**The task:**
Every line in the entries where "types" is found should be copied.

+++ Material provided

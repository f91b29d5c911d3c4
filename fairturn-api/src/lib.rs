//! # Fairturn API
//!
//! Shared vocabulary for a cooperative, round-robin fairness scheduler:
//! a pool of actors on independent threads where exactly one actor runs its
//! critical step at a time and the actor with the fewest completed turns
//! always goes next.
//!
//! This crate holds only the types an embedding program touches. The
//! scheduling machinery itself lives in the `fairturn` crate.
//!
//! ## Core Components
//!
//! - **ActorId**: opaque identifier assigned at registration
//! - **TurnTask**: the unit of work an actor performs while it holds a turn
//! - **TurnSnapshot**: point-in-time per-actor turn counts
//! - **PoolState**: lifecycle of a pool run
//!
//! ## Usage Example
//!
//! ```rust
//! use fairturn_api::{ActorId, TurnContext, TurnTask, TaskError};
//!
//! struct Blink {
//!     lit: bool,
//! }
//!
//! impl TurnTask for Blink {
//!     fn on_turn(&mut self, _ctx: &TurnContext<'_>) -> Result<(), TaskError> {
//!         self.lit = !self.lit;
//!         Ok(())
//!     }
//! }
//!
//! let id = ActorId::from("blinker");
//! assert_eq!(id.as_str(), "blinker");
//! ```
//!
//! ## Module Organization
//!
//! - [`types`]: identifiers, snapshots and lifecycle states
//! - [`task`]: the `TurnTask` trait and the default toggle task
//! - [`errors`]: task-level error type

pub mod errors;
pub mod task;
pub mod types;

pub use errors::TaskError;
pub use task::{ToggleTask, TurnContext, TurnTask};
pub use types::{ActorId, IdScheme, PoolState, TurnSnapshot};
// fairturn
//
// Round-robin fairness scheduling for a pool of worker threads: exactly one
// worker runs its critical step at a time, and the worker with the fewest
// completed turns always goes next (ties go to the earliest registered).
//
// Leaves first: `registry` (turn counters) -> `gate` (mutex + condvar turn
// protocol) -> `worker` (per-actor thread loop) -> `pool` (lifecycle).

pub mod config;
pub mod error;
pub mod gate;
pub mod logging;
pub mod pool;
pub mod registry;
pub mod report;
pub mod worker;

// Re-export commonly used types
pub use config::PoolConfig;
pub use error::{ConfigError, GateError, PoolError, RegistryError, WorkerFault};
pub use gate::{TurnGate, TurnGuard};
pub use pool::{await_drained, start, stop, DrainReport, PoolBuilder, PoolHandle, StopHandle};
pub use registry::FairnessRegistry;
pub use worker::{WorkerExit, WorkerOutcome};

pub use fairturn_api::{ActorId, IdScheme, PoolState, TaskError, ToggleTask, TurnContext, TurnSnapshot, TurnTask};
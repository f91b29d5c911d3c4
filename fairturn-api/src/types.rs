use std::collections::HashMap;
use std::fmt;

use serde::{Deserialize, Serialize};
use uuid::Uuid;

/// Opaque identifier of an actor contending for turns.
///
/// Assigned once at registration and never changed afterwards.
#[derive(Debug, Clone, PartialEq, Eq, Hash, PartialOrd, Ord, Serialize, Deserialize)]
#[serde(transparent)]
pub struct ActorId(String);

impl ActorId {
    /// A fresh random id, rendered as 32 lowercase hex digits.
    pub fn random() -> Self {
        Self(Uuid::new_v4().simple().to_string())
    }

    pub fn as_str(&self) -> &str {
        &self.0
    }
}

impl fmt::Display for ActorId {
    fn fmt(&self, f: &mut fmt::Formatter<'_>) -> fmt::Result {
        f.write_str(&self.0)
    }
}

impl From<&str> for ActorId {
    fn from(value: &str) -> Self {
        Self(value.to_string())
    }
}

impl From<String> for ActorId {
    fn from(value: String) -> Self {
        Self(value)
    }
}

impl AsRef<str> for ActorId {
    fn as_ref(&self) -> &str {
        &self.0
    }
}

/// How a pool names the actors it spawns.
#[derive(Debug, Clone, PartialEq, Eq, Serialize, Deserialize)]
#[serde(tag = "kind", rename_all = "snake_case")]
pub enum IdScheme {
    /// Random UUID v4 in simple (hex) form.
    Uuid,
    /// `"<prefix>-<index>"`, index counted from zero.
    Sequential { prefix: String },
}

impl Default for IdScheme {
    fn default() -> Self {
        IdScheme::Uuid
    }
}

impl IdScheme {
    /// Produce the id for the `index`-th spawned actor.
    pub fn generate(&self, index: usize) -> ActorId {
        match self {
            IdScheme::Uuid => ActorId::random(),
            IdScheme::Sequential { prefix } => ActorId(format!("{prefix}-{index}")),
        }
    }
}

/// Lifecycle of a pool run.
///
/// `Created -> Spawning -> Running -> Stopping -> Drained`, plus `Failed`
/// when startup could not complete.
#[derive(Debug, Clone, Copy, PartialEq, Eq)]
pub enum PoolState {
    Created,
    Spawning,
    Running,
    Stopping,
    Drained,
    Failed,
}

impl PoolState {
    pub fn is_terminal(self) -> bool {
        matches!(self, PoolState::Drained | PoolState::Failed)
    }
}

impl fmt::Display for PoolState {
    fn fmt(&self, f: &mut fmt::Formatter<'_>) -> fmt::Result {
        let name = match self {
            PoolState::Created => "created",
            PoolState::Spawning => "spawning",
            PoolState::Running => "running",
            PoolState::Stopping => "stopping",
            PoolState::Drained => "drained",
            PoolState::Failed => "failed",
        };
        f.write_str(name)
    }
}

/// Point-in-time copy of every actor's completed turn count.
///
/// Entries keep registration order, so the first entry is the actor that
/// wins ties.
#[derive(Debug, Clone, Default, PartialEq, Eq, Serialize)]
pub struct TurnSnapshot {
    entries: Vec<(ActorId, u64)>,
}

impl TurnSnapshot {
    pub fn new(entries: Vec<(ActorId, u64)>) -> Self {
        Self { entries }
    }

    /// Count for `id`, or 0 when the id is unknown.
    pub fn get(&self, id: &ActorId) -> u64 {
        self.entries
            .iter()
            .find(|(entry, _)| entry == id)
            .map(|(_, count)| *count)
            .unwrap_or(0)
    }

    pub fn len(&self) -> usize {
        self.entries.len()
    }

    pub fn is_empty(&self) -> bool {
        self.entries.is_empty()
    }

    pub fn iter(&self) -> impl Iterator<Item = (&ActorId, u64)> {
        self.entries.iter().map(|(id, count)| (id, *count))
    }

    pub fn ids(&self) -> impl Iterator<Item = &ActorId> {
        self.entries.iter().map(|(id, _)| id)
    }

    /// Sum of all counts, i.e. the number of turns granted so far.
    pub fn total(&self) -> u64 {
        self.entries.iter().map(|(_, count)| *count).sum()
    }

    pub fn min(&self) -> Option<u64> {
        self.entries.iter().map(|(_, count)| *count).min()
    }

    pub fn max(&self) -> Option<u64> {
        self.entries.iter().map(|(_, count)| *count).max()
    }

    /// Difference between the most and least serviced actors.
    pub fn spread(&self) -> u64 {
        match (self.min(), self.max()) {
            (Some(min), Some(max)) => max - min,
            _ => 0,
        }
    }

    pub fn to_map(&self) -> HashMap<ActorId, u64> {
        self.entries.iter().cloned().collect()
    }

    pub fn into_vec(self) -> Vec<(ActorId, u64)> {
        self.entries
    }
}

impl<'a> IntoIterator for &'a TurnSnapshot {
    type Item = &'a (ActorId, u64);
    type IntoIter = std::slice::Iter<'a, (ActorId, u64)>;

    fn into_iter(self) -> Self::IntoIter {
        self.entries.iter()
    }
}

++++++

**Task result:**
//! This crate holds only the types an embedding program touches. The
//! - [`types`]: identifiers, snapshots and lifecycle states
pub mod types;
pub use types::{ActorId, IdScheme, PoolState, TurnSnapshot};
// Re-export commonly used types
filename fairturn-api/src/types.rs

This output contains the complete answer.